Hello,
I have simple task what I would like to accomplish with Flow API but I struggle and can not get acceptable result.
My input is 4000K files with ~1 billion records. Records are “apple” “orange” and “other stuff”.
The result of the work I need to get from input is to have ALL apples in file ‘apples.txt’ and all oranges in file ‘oranges.txt’. I have in my dispose lets say m5.24xl (96 cores) node.
What I am doing is:
def parse_r(record) do
case String.split(record, ",") do
[_, fruit, _] ->
r?(fruit)
_ ->
""
end
end
# return apple, orange or empty for the rest
def r?("apple:" <> _, r), do: r
def r?("orange:" <> _, r), do: r
def r?(_, _r), do: ""
# for filter to ignore rest
def is_not_blank?(""), do: false
def is_not_blank?(string), do: true
# apple hashKey = 0, orange = 1
def get_partition("apple:" <> _ = l), do: {l, 0}
def get_partition(_ = l), do: {l, 1}
result =
# ~4000k files containing 1 billion of records
source_data("/home/ec2-user/data/konaElixir/#{hour}/fruits")

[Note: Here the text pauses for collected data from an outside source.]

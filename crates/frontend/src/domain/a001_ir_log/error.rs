use contracts::domain::a001_ir_log::IrLogId;
use thiserror::Error;

#[derive(Debug, Clone, PartialEq, Eq, Error)]
pub enum LogError {
    /// Network failure, non-2xx status or an undecodable response
    #[error("{0}")]
    Transport(String),

    /// Client-side check that blocks a request before it is sent
    #[error("validation failed: {0}")]
    Validation(String),

    /// Another log is already open in the editor
    #[error("log {0} is already being edited")]
    Conflict(IrLogId),

    #[error("log {0} not found")]
    NotFound(IrLogId),

    #[error("no edit session is open")]
    NoSession,
}
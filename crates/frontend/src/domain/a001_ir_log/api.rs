use async_trait::async_trait;
use contracts::domain::a001_ir_log::{IrLog, IrLogId, IrLogNameForm};
use contracts::domain::common::AggregateId;
use gloo_net::http::Request;

use super::error::LogError;
use crate::shared::api_utils::join_url;

/// Remote persistence for IR logs.
///
/// Futures are not `Send`: everything runs on the browser event loop.
#[async_trait(?Send)]
pub trait LogGateway {
    /// `GET /api/logs`
    async fn fetch_all(&self) -> Result<Vec<IrLog>, LogError>;

    /// `POST /api/log/{id}` with a form-encoded body; returns the stored record
    async fn update(&self, id: IrLogId, form: &IrLogNameForm) -> Result<IrLog, LogError>;

    /// `POST /api/log/{id}/message`, empty body
    async fn trigger_action(&self, id: IrLogId) -> Result<(), LogError>;
}

/// `LogGateway` over the browser fetch API
#[derive(Clone, Debug)]
pub struct HttpLogGateway {
    base: String,
}

impl HttpLogGateway {
    pub fn new(base: impl Into<String>) -> Self {
        Self { base: base.into() }
    }

    fn logs_url(&self) -> String {
        join_url(&self.base, "/api/logs")
    }

    fn log_url(&self, id: IrLogId) -> String {
        join_url(&self.base, &format!("/api/log/{}", id.as_string()))
    }

    fn message_url(&self, id: IrLogId) -> String {
        join_url(&self.base, &format!("/api/log/{}/message", id.as_string()))
    }
}

/// Encode the update form as `application/x-www-form-urlencoded`
pub fn encode_form(form: &IrLogNameForm) -> Result<String, LogError> {
    serde_qs::to_string(form)
        .map_err(|e| LogError::Transport(format!("Failed to encode form: {}", e)))
}

fn send_error(e: gloo_net::Error) -> LogError {
    LogError::Transport(format!("Failed to send request: {}", e))
}

#[async_trait(?Send)]
impl LogGateway for HttpLogGateway {
    async fn fetch_all(&self) -> Result<Vec<IrLog>, LogError> {
        let response = Request::get(&self.logs_url())
            .header("Accept", "application/json")
            .send()
            .await
            .map_err(send_error)?;

        if !response.ok() {
            return Err(LogError::Transport(format!(
                "Failed to fetch logs: {}",
                response.status()
            )));
        }

        response
            .json::<Vec<IrLog>>()
            .await
            .map_err(|e| LogError::Transport(format!("Failed to parse response: {}", e)))
    }

    async fn update(&self, id: IrLogId, form: &IrLogNameForm) -> Result<IrLog, LogError> {
        let body = encode_form(form)?;

        let response = Request::post(&self.log_url(id))
            .header("Content-Type", "application/x-www-form-urlencoded")
            .header("Accept", "application/json")
            .body(body)
            .map_err(|e| LogError::Transport(format!("Failed to build request: {}", e)))?
            .send()
            .await
            .map_err(send_error)?;

        if !response.ok() {
            return Err(LogError::Transport(format!(
                "Failed to update log {}: {}",
                id,
                response.status()
            )));
        }

        response
            .json::<IrLog>()
            .await
            .map_err(|e| LogError::Transport(format!("Failed to parse response: {}", e)))
    }

    async fn trigger_action(&self, id: IrLogId) -> Result<(), LogError> {
        let response = Request::post(&self.message_url(id))
            .send()
            .await
            .map_err(send_error)?;

        if !response.ok() {
            return Err(LogError::Transport(format!(
                "Failed to post message for log {}: {}",
                id,
                response.status()
            )));
        }

        Ok(())
    }
}
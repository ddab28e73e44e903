use crate::domain::a001_ir_log::session::EditSession;
use crate::shared::icons::icon;
use contracts::domain::a001_ir_log::{validate_name, IrLog};
use leptos::prelude::*;
use std::rc::Rc;

/// Editor for one log's working copy.
///
/// Reports every user change to the session (`mark_dirty`) together with the
/// validity of the new value; the session never diffs values itself.
#[component]
pub fn IrLogDetails(
    working: IrLog,
    session: StoredValue<Rc<EditSession>, LocalStorage>,
    on_cancel: Callback<()>,
) -> impl IntoView {
    let name = RwSignal::new(working.name.clone());
    let dirty = RwSignal::new(false);
    let saving = RwSignal::new(false);

    let validation_error = move || validate_name(&name.get()).err();

    let handle_input = move |ev: leptos::ev::Event| {
        let value = event_target_value(&ev);
        match session.with_value(|s| s.rename(&value)) {
            Ok(()) => {
                name.set(value);
                dirty.set(true);
            }
            Err(e) => {
                log::debug!("input ignored: {}", e);
                // Put the field back to what the working copy holds.
                name.set(name.get_untracked());
            }
        }
    };

    let handle_save = move |_| {
        let session = session.get_value();
        saving.set(true);
        wasm_bindgen_futures::spawn_local(async move {
            let result = session.commit().await;
            // Gone already when the commit closed the editor.
            let _ = saving.try_set(false);
            if let Err(e) = result {
                log::debug!("commit not completed: {}", e);
            }
        });
    };

    let pulses = match working.data_values() {
        Ok(values) => values.len().to_string(),
        Err(_) => "-".to_string(),
    };

    view! {
        <div class="details-container irlog-details">
            <div class="details-form">
                <div class="form-group">
                    <label for="name">{"Name"}</label>
                    <input
                        type="text"
                        id="name"
                        required=true
                        prop:value=move || name.get()
                        on:input=handle_input
                        disabled=move || saving.get()
                        placeholder="e.g. tv power"
                    />
                    {move || validation_error().map(|e| view! { <div class="error">{e}</div> })}
                </div>

                <dl class="details-fields">
                    <dt>{"Format"}</dt>
                    <dd>{working.format.clone()}</dd>
                    <dt>{"Frequency"}</dt>
                    <dd>{format!("{} kHz", working.freq)}</dd>
                    <dt>{"Pulses"}</dt>
                    <dd>{pulses}</dd>
                    <dt>{"Host"}</dt>
                    <dd>{working.hostname.clone()}</dd>
                    <dt>{"Device"}</dt>
                    <dd>{working.deviceid.clone()}</dd>
                    <dt>{"Captured"}</dt>
                    <dd>{working.created_at_display()}</dd>
                </dl>
            </div>

            <div class="details-actions">
                {move || dirty.get().then(|| view! { <span class="details-dirty">{"Unsaved changes"}</span> })}
                <button
                    class="button button--primary"
                    on:click=handle_save
                    disabled=move || saving.get() || validation_error().is_some()
                >
                    {icon("save")}
                    {move || if saving.get() { "Saving..." } else { "Save" }}
                </button>
                <button
                    class="button button--secondary"
                    on:click=move |_| on_cancel.run(())
                >
                    {icon("cancel")}
                    {"Cancel"}
                </button>
            </div>
        </div>
    }
}
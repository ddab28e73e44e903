use crate::shared::icons::icon;
use gloo_timers::future::TimeoutFuture;
use leptos::ev;
use leptos::prelude::*;

/// Modal surface with overlay.
///
/// Every way of dismissing it (Escape, close button, overlay click) ends up in
/// `on_close`; the owner decides what closing means.
#[component]
pub fn Modal(
    /// Title of the modal
    title: String,
    /// Callback when modal should close
    on_close: Callback<()>,
    /// Modal content
    children: Children,
) -> impl IntoView {
    let overlay_mouse_down = RwSignal::new(false);

    // Handle Escape key
    let keydown = window_event_listener(ev::keydown, move |event: ev::KeyboardEvent| {
        if event.key() == "Escape" {
            on_close.run(());
        }
    });
    on_cleanup(move || keydown.remove());

    let is_direct_overlay_event = |ev: &ev::MouseEvent| -> bool {
        match (ev.target(), ev.current_target()) {
            (Some(t), Some(ct)) => t == ct,
            _ => false,
        }
    };

    // Only close if both press and release happened on the overlay itself,
    // so a text selection dragged outside the surface does not dismiss it.
    let handle_overlay_mouse_down = move |ev: ev::MouseEvent| {
        overlay_mouse_down.set(is_direct_overlay_event(&ev));
    };

    let handle_overlay_click = move |ev: ev::MouseEvent| {
        let should_close = overlay_mouse_down.get_untracked() && is_direct_overlay_event(&ev);
        overlay_mouse_down.set(false);
        if should_close {
            // Defer to next tick: the overlay is removed during its own click dispatch.
            leptos::task::spawn_local(async move {
                TimeoutFuture::new(0).await;
                on_close.run(());
            });
        }
    };

    let stop_propagation = move |ev: ev::MouseEvent| {
        ev.stop_propagation();
    };

    view! {
        <div
            class="modal-overlay"
            on:mousedown=handle_overlay_mouse_down
            on:click=handle_overlay_click
        >
            <div class="modal" on:click=stop_propagation>
                <div class="modal-header">
                    <h2 class="modal-title">{title}</h2>
                    <div class="modal-header-actions">
                        <button class="button button--icon modal__close" on:click=move |_| on_close.run(())>
                            {icon("x")}
                        </button>
                    </div>
                </div>
                <div class="modal-body">
                    {children()}
                </div>
            </div>
        </div>
    }
}
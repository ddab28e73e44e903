use crate::domain::a001_ir_log::api::{HttpLogGateway, LogGateway};
use crate::domain::a001_ir_log::overlay::ModalOverlay;
use crate::domain::a001_ir_log::session::EditSession;
use crate::domain::a001_ir_log::store::LogStore;
use crate::domain::a001_ir_log::ui::details::IrLogDetails;
use crate::shared::config::ClientConfig;
use crate::shared::icons::icon;
use crate::shared::modal::Modal;
use crate::shared::notify::{NotificationSink, ToastService};
use contracts::domain::a001_ir_log::{IrLog, IrLogId};
use leptos::prelude::*;
use std::rc::Rc;

#[component]
#[allow(non_snake_case)]
pub fn IrLogList() -> impl IntoView {
    let config = use_context::<ClientConfig>().expect("ClientConfig not found in context");
    let toasts = use_context::<ToastService>().expect("ToastService not found in context");
    let overlay = ModalOverlay::new();

    let gateway: Rc<dyn LogGateway> = Rc::new(HttpLogGateway::new(config.api_base));
    let notifier: Rc<dyn NotificationSink> = Rc::new(toasts);
    let store = Rc::new(LogStore::new(gateway.clone(), notifier.clone()));
    let session = Rc::new(EditSession::new(
        store.clone(),
        gateway,
        notifier,
        Rc::new(overlay),
    ));

    let (items, set_items) = signal::<Vec<IrLog>>(Vec::new());
    let (error, set_error) = signal::<Option<String>>(None);
    store.subscribe(move |records| {
        let _ = set_items.try_set(records.to_vec());
    });

    let store = StoredValue::new_local(store);
    let session = StoredValue::new_local(session);

    // Failed loads keep the last good list; the banner is informational only.
    let fetch = move || {
        let store = store.get_value();
        wasm_bindgen_futures::spawn_local(async move {
            match store.load().await {
                Ok(_) => {
                    let _ = set_error.try_set(None);
                }
                Err(e) => {
                    let _ = set_error.try_set(Some(format!("Failed to load logs: {}", e)));
                }
            }
        });
    };

    let post = move |id: IrLogId| {
        let store = store.get_value();
        wasm_bindgen_futures::spawn_local(async move {
            let _ = store.send_action(id).await;
        });
    };

    let handle_edit = move |id: IrLogId| {
        if let Err(e) = session.with_value(|s| s.open_by_id(id)) {
            log::debug!("editor for log {} not opened: {}", id, e);
        }
    };

    // Single `closed` per show/hide cycle, whatever dismissed the editor.
    let on_dismiss = Callback::new(move |_| {
        if overlay.take_closed() {
            session.with_value(|s| s.close());
        }
    });

    fetch();

    view! {
        <div class="content">
            <div class="header">
                <h2>{"IR Logs"}</h2>
                <div class="header__actions">
                    <button class="button button--secondary" on:click=move |_| fetch()>
                        {icon("refresh")}
                        {"Refresh"}
                    </button>
                </div>
            </div>

            {move || error.get().map(|e| view! { <div class="error">{e}</div> })}

            <div class="table-container">
                <table class="table__data table--striped">
                    <thead class="table__head">
                        <tr>
                            <th class="table__header-cell">{"#"}</th>
                            <th class="table__header-cell">{"Name"}</th>
                            <th class="table__header-cell">{"Format"}</th>
                            <th class="table__header-cell">{"Freq"}</th>
                            <th class="table__header-cell">{"Host"}</th>
                            <th class="table__header-cell">{"Captured"}</th>
                            <th class="table__header-cell"></th>
                        </tr>
                    </thead>
                    <tbody>
                        {move || items.get().into_iter().map(|row| {
                            let id = row.id;
                            view! {
                                <tr class="table__row" on:click=move |_| handle_edit(id)>
                                    <td class="table__cell">{id.to_string()}</td>
                                    <td class="table__cell">{row.display_name()}</td>
                                    <td class="table__cell">{row.format.clone()}</td>
                                    <td class="table__cell">{row.freq}</td>
                                    <td class="table__cell">{row.hostname.clone()}</td>
                                    <td class="table__cell">{row.created_at_display()}</td>
                                    <td class="table__cell">
                                        <button
                                            class="button button--primary"
                                            on:click=move |ev| {
                                                ev.stop_propagation();
                                                post(id);
                                            }
                                        >
                                            {icon("send")}
                                            {"Post"}
                                        </button>
                                    </td>
                                </tr>
                            }
                        }).collect_view()}
                    </tbody>
                </table>
            </div>

            {move || overlay.editing().map(|working| view! {
                <Modal title=format!("Log #{}", working.id) on_close=on_dismiss>
                    <IrLogDetails working=working session=session on_cancel=on_dismiss />
                </Modal>
            })}
        </div>
    }
}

# asking to process batch of 10 files
|> Flow.from_enumerables(max_demand: 10)
# in each file split by new line
|> Flow.flat_map(&String.split(&1, new_line))
# parse into 'apple', 'orange' or ""
|> Flow.map(&parse_r/1)
# take only 'apple' or 'orange'
|> Flow.filter(&is_not_blank?/1)
# parition them apples to apples, oranges to oranges and I dont know I have to use 2 stage???
|> Flow.partition(hash: &get_partition/1, stages: 2)
# ignore duplicates of the same fruits (lets say fruit has ID)
|> Flow.uniq()
# prepare for output by adding new line
|> Flow.map(&add_new_line(&1, "\n"))
# accumulate apples and oranges
|> Flow.reduce(fn -> [] end, fn e, acc -> [e | acc] end)
|> Flow.emit(:state)
|> Flow.partition(stages: 2)
|> Flow.map(&write_to_file(&1, output_path))
|> Enum.to_list()
This implementation works but it is very inefficient My CPU load is only ~5%. I tried to remove stages: 2 but result is almost the same.
Could Elixir community please review and suggest the solution for this task and point me on mistakes? Thank you.